Discussion
The positive effects of exercise in healthy people are, in general, well documented and have been largely demonstrated. Accordingly, physical inactivity is associated with increasing risk of many adverse health conditions.29 This is more relevant in the process of aging or some neuromuscular disorders where a progressive degradation of the neuromuscular system manifests by a steady decline in muscle mass and strength. In fact, at the level of the single motor Unit, aging and disease can be associated with muscle atrophy. Furthermore, recent data show that physical activity promotes reinnervation of muscle fibers in aging.30-35
In ALS, conflicting results have weakened the role of physical exercise, thought a growing number of researchers indicates the safe and the beneficial effects of physical activity.3,36,37
Among the benefits, we found an overall improvement of the score on functional independence scale in all patients, independently of the type of exercise conducted (specific programme or standard neuromotor rehabilitation treatment). In addition, improvements in muscle power (expressed by the MRC scale), oxygen consumption (measured by VO2submax) and fatigue were specifically observed in the EP group, all hallmarks of a training effect for the specific exercise programme.

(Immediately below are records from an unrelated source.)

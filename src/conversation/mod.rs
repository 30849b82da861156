//! Conversation service tying the collector, session store and engines
//! together.
//!
//! # Entry points
//!
//! - [`Conversation::handle`]: one user message in, one reply out; besides
//!   answers it understands reset, show more and compare
//! - [`Conversation::rank`]: direct ranking without a conversation
//! - [`Conversation::preview`]: the raw pool, newest first
//!
//! # Example
//!
//! ```ignore
//! use tvpick::candidates::InMemoryPool;
//! use tvpick::conversation::Conversation;
//! use tvpick::scoring::{default_profiles, ScoringEngine};
//! use tvpick::selection::SelectionEngine;
//! use tvpick::session::MemorySessionStore;
//!
//! let chat = Conversation::new(
//!     MemorySessionStore::default(),
//!     InMemoryPool::new(candidates),
//!     ScoringEngine::new(default_profiles()),
//!     SelectionEngine::new(2026),
//! );
//! for text in ["75", "13k", "ps5", "只要tcl"] {
//!     println!("{}", chat.handle("user-1", text)?.reply);
//! }
//! ```

pub mod collector;

use serde::{Deserialize, Serialize};
use tracing::{info, warn};

use crate::candidates::{Candidate, CandidatePool, LaunchPeriod, PoolQuery};
use crate::error::TvPickError;
use crate::render;
use crate::scoring::ScoringEngine;
use crate::selection::{RankedCandidate, RecommendationResult, SelectionEngine};
use crate::session::{SessionEntry, SessionState, SessionStore};
use crate::slots::{canonical_brand, BrandStance};

use collector::{Advance, Command, Criteria};

/// Reply to one user message.
#[derive(Debug, Clone, Serialize)]
pub struct Turn {
    pub reply: String,
    /// Slots after this message. On the message that completes a round this
    /// is the filled state the result was computed from; the stored state
    /// has already been cleared for the next round.
    pub state: SessionState,
    /// Whether this message produced a recommendation.
    pub done: bool,
    pub result: Option<RecommendationResult>,
}

/// Arguments of the direct ranking entry point.
#[derive(Debug, Clone, Serialize, Deserialize)]
pub struct RankRequest {
    pub size: u32,
    /// Profile key, e.g. `ps5` or `newest`
    pub scene: String,
    #[serde(default)]
    pub brand: Option<String>,
    #[serde(default)]
    pub budget: Option<u32>,
    /// Overrides the service's preferred launch year
    #[serde(default)]
    pub preferred_year: Option<i32>,
    pub top: usize,
}

/// Candidate pool snapshot for a size/brand/budget.
#[derive(Debug, Clone, Serialize)]
pub struct Preview {
    pub total: usize,
    pub candidates: Vec<Candidate>,
}

pub struct Conversation<S, P> {
    store: S,
    pool: P,
    scoring: ScoringEngine,
    selection: SelectionEngine,
    reference_month: Option<LaunchPeriod>,
}

impl<S: SessionStore, P: CandidatePool> Conversation<S, P> {
    pub fn new(store: S, pool: P, scoring: ScoringEngine, selection: SelectionEngine) -> Self {
        Self {
            store,
            pool,
            scoring,
            selection,
            reference_month: None,
        }
    }

    /// Pin "now" for recency decay instead of reading the clock.
    pub fn with_reference_month(mut self, month: LaunchPeriod) -> Self {
        self.reference_month = Some(month);
        self
    }

    pub fn store(&self) -> &S {
        &self.store
    }

    fn now(&self) -> LaunchPeriod {
        self.reference_month.unwrap_or_else(LaunchPeriod::current)
    }

    /// Process one message for a session.
    ///
    /// Unparsable answers are not errors; the same question comes back. The
    /// only error is a failing candidate source, in which case the session
    /// is left exactly as it was.
    pub fn handle(&self, session_id: &str, text: &str) -> Result<Turn, TvPickError> {
        self.store
            .with_session(session_id, |entry| self.handle_entry(session_id, entry, text))
    }

    fn handle_entry(
        &self,
        session_id: &str,
        entry: &mut SessionEntry,
        text: &str,
    ) -> Result<Turn, TvPickError> {
        match collector::command(text) {
            Some(Command::ShowMore) => {
                let reply = match &entry.last_result {
                    Some(result) => render::long(result),
                    None => render::NOTHING_TO_SHOW.to_string(),
                };
                return Ok(Turn {
                    reply,
                    state: entry.state.clone(),
                    done: false,
                    result: entry.last_result.clone(),
                });
            }
            Some(Command::Compare) => {
                let reply = match &entry.last_result {
                    Some(result) => render::compare(result),
                    None => render::NOTHING_TO_COMPARE.to_string(),
                };
                return Ok(Turn {
                    reply,
                    state: entry.state.clone(),
                    done: false,
                    result: entry.last_result.clone(),
                });
            }
            Some(Command::Reset) => {
                entry.reset();
                info!("Session {} reset", session_id);
                return Ok(Turn {
                    reply: format!("✅ 已重置。{}", collector::first_prompt()),
                    state: entry.state.clone(),
                    done: false,
                    result: None,
                });
            }
            None => {}
        }

        // Work on a copy so a failing fetch leaves the session untouched.
        let mut state = entry.state.clone();
        match collector::apply(&mut state, text) {
            Advance::Next(prompt) | Advance::Retry(prompt) => {
                entry.state = state.clone();
                Ok(Turn {
                    reply: prompt.to_string(),
                    state,
                    done: false,
                    result: None,
                })
            }
            Advance::Ready(criteria) => {
                let result = self.recommend(&criteria)?;
                info!(
                    "Session {} finished a round: {} eligible, {} picks ({:?})",
                    session_id,
                    result.eligible,
                    result.all_picks().count(),
                    result.outcome
                );
                entry.last_result = Some(result.clone());
                entry.state.clear();
                Ok(Turn {
                    reply: render::short(&result),
                    state,
                    done: true,
                    result: Some(result),
                })
            }
        }
    }

    fn recommend(&self, criteria: &Criteria) -> Result<RecommendationResult, TvPickError> {
        let scene = criteria.scene.profile_key();
        let query = PoolQuery {
            size: criteria.size,
            brand: criteria.brand.pool_brand().map(str::to_string),
            budget_ceiling: Some(criteria.budget),
        };
        let pool = self
            .selection
            .eligible(self.fetch(&query)?, Some(criteria.budget), &criteria.brand);
        let scored = self.scoring.score(pool, scene, self.now())?;
        Ok(self.selection.select(
            scored,
            criteria.size,
            criteria.budget,
            scene,
            &criteria.brand,
        ))
    }

    fn fetch(&self, query: &PoolQuery) -> Result<Vec<Candidate>, TvPickError> {
        self.pool.fetch(query).map_err(|e| {
            warn!("Candidate fetch failed for {:?}: {}", query, e);
            e
        })
    }

    /// Rank a pool directly: filter, then score and sort, then keep `top` rows.
    ///
    /// Without a budget only candidates with no valid price are dropped.
    pub fn rank(&self, request: &RankRequest) -> Result<Vec<RankedCandidate>, TvPickError> {
        self.scoring.profiles().require(&request.scene)?;

        let stance = match request.brand.as_deref() {
            Some(b) if !b.trim().is_empty() => BrandStance::RestrictTo(vec![canonical_brand(b)]),
            _ => BrandStance::Unrestricted,
        };
        let query = PoolQuery {
            size: request.size,
            brand: stance.pool_brand().map(str::to_string),
            budget_ceiling: request.budget,
        };

        let selection = match request.preferred_year {
            Some(year) => self.selection.clone().with_preferred_year(year),
            None => self.selection.clone(),
        };
        let pool = selection.eligible(self.fetch(&query)?, request.budget, &stance);
        let scored = self.scoring.score(pool, &request.scene, self.now())?;

        Ok(selection
            .order(scored, request.budget, &stance)
            .iter()
            .take(request.top)
            .enumerate()
            .map(|(i, s)| RankedCandidate::new(i + 1, s))
            .collect())
    }

    /// Show the candidate pool before any scoring.
    ///
    /// Ordered with the preferred launch year first, then newest launch,
    /// then cheapest. Candidates with unknown prices are included.
    pub fn preview(
        &self,
        size: u32,
        brand: Option<&str>,
        budget: Option<u32>,
        limit: usize,
    ) -> Result<Preview, TvPickError> {
        let query = PoolQuery {
            size,
            brand: brand
                .filter(|b| !b.trim().is_empty())
                .map(canonical_brand),
            budget_ceiling: budget,
        };
        let mut candidates = self.fetch(&query)?;
        let preferred = self.selection.preferred_year();
        candidates.sort_by(|a, b| {
            let bucket = |c: &Candidate| u8::from(c.launch_year() != Some(preferred));
            bucket(a)
                .cmp(&bucket(b))
                .then_with(|| b.launch.cmp(&a.launch))
                .then_with(|| {
                    let price = |c: &Candidate| c.valid_price().unwrap_or(u32::MAX);
                    price(a).cmp(&price(b))
                })
                .then_with(|| a.model.cmp(&b.model))
        });

        let total = candidates.len();
        candidates.truncate(limit);
        Ok(Preview { total, candidates })
    }
}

As for physical activity in general, improvements can potentially reduce the strains of daily living by increasing reserve capacities.38 This would allow ALS patients to meet the physiological demands required for activities of daily living more effectively, reflecting an increase of their score on functional independence scale.
Examining our combined exercise programme, our purpose was to assess the clinical efficacy of a programme of moderate aerobic and isometric exercises, through an objective assessment of muscle strength, fatigue and cardiovascular parameters, in the early stage of ALS.
The specific exercise programme was based on a standardized training consisting of an aerobic workout of moderate entity and muscle contractions. As for the aerobic exercise, treadmill or cycloergometer training is a highly repetitive form of gait training that promotes specific practice and can provide an aerobic training stimulus. Similarly, to a recent study on fitness reserve after aerobic training in stroke patients,39 we found that our specific exercise programme could decrease submaximal oxygen consumption determining better economy of motion at the end of the period of training. As long as the patient is able, a sub-maximal recumbent cycle, all-extremity ergometer, or bike test may be performed to estimate aerobic capacity. Caution should be taken if maximal aerobic capacity has to be assessed, as high-intensity exercise may promote dangerous oxidative stress in persons with ALS. Aerobic training can primarily increase aerobic capacity through cardiorespiratory reconditioning and promote cardiovascular function, improving cardiovagal modulation. Although there are no data on ALS patients, it has been shown that an increase in neuromuscular activity (e.g. repeated exercise), results in a fast-to-slow transition, and that the lack of activity (e.g. resulting from denervation), induces a slow-to-fast transition.8 These considerations suggest that aerobic exercise might be the best option for exercise prescription.
In parallel to aerobic training, resistance exercises were set accurately, defining the type of contraction, the muscle segments to be reinforced, and the number of repetitions per session. In our study, a submaximal isometric contraction was chosen to avoid muscle damage from mechanical and bioelectrical overload, or metabolic stress, especially to the fast twitch fatigable muscular fibers. During isometric exercise, in fact, the muscle is activated, maintaining a constant length, and reaches a state of maximum tension safely. Recent studies have also shown that isometric exercises can maximize motor unit activity in terms of increase of the firing rates of active motor units and recruitment of other motor units that usually are inactive.40 This mechanism can be crucial in strengthening a denervated muscle and could explain the improvement of MRC muscle scale that we observed in our patients after the five-week training programme.
In summary, the use of a combined protocol of aerobic and resistance training (below maximal effort) seems to have positive effects in terms of energy and fatigue required to perform activities of daily living, and is associated with increased function and independence. A lower requirement for oxygen by the working muscle during submaximal tasks indicates better walking economy. However, the significant increase in muscular strength expressed by the MRCSS not supported by a change of dynamometric measures of the examined muscles could indicate that the submaximal isometric contractions used were too mild and precautionary.
We found our combined exercise programme feasible and well tolerated in patients at the early stages of ALS. It appears to be beneficial for those muscles, which were not profoundly weak, and to contrast cardiovascular deconditioning and muscle atrophy due to the ALS disease and the resulting progressive inactivity. This programme appears to be most effective when implemented before the onset of significant muscle atrophy. Therefore, these preliminary data suggest that specific rehabilitation programs can counter out the progressive motor deficit of ALS. We believe that moderate exercise can be a reasonable recommendation to establish specific exercise therapy and to improve clinical practice in ALS Centers.
Integration with bio molecular data and/or biopsy and a longer exercise programme would be useful to evaluate the effect of exercise on motoneuron efficiency, evidencing cellular and metabolic changes and to verify the effect of rehabilitative intervention on the natural history of the disease.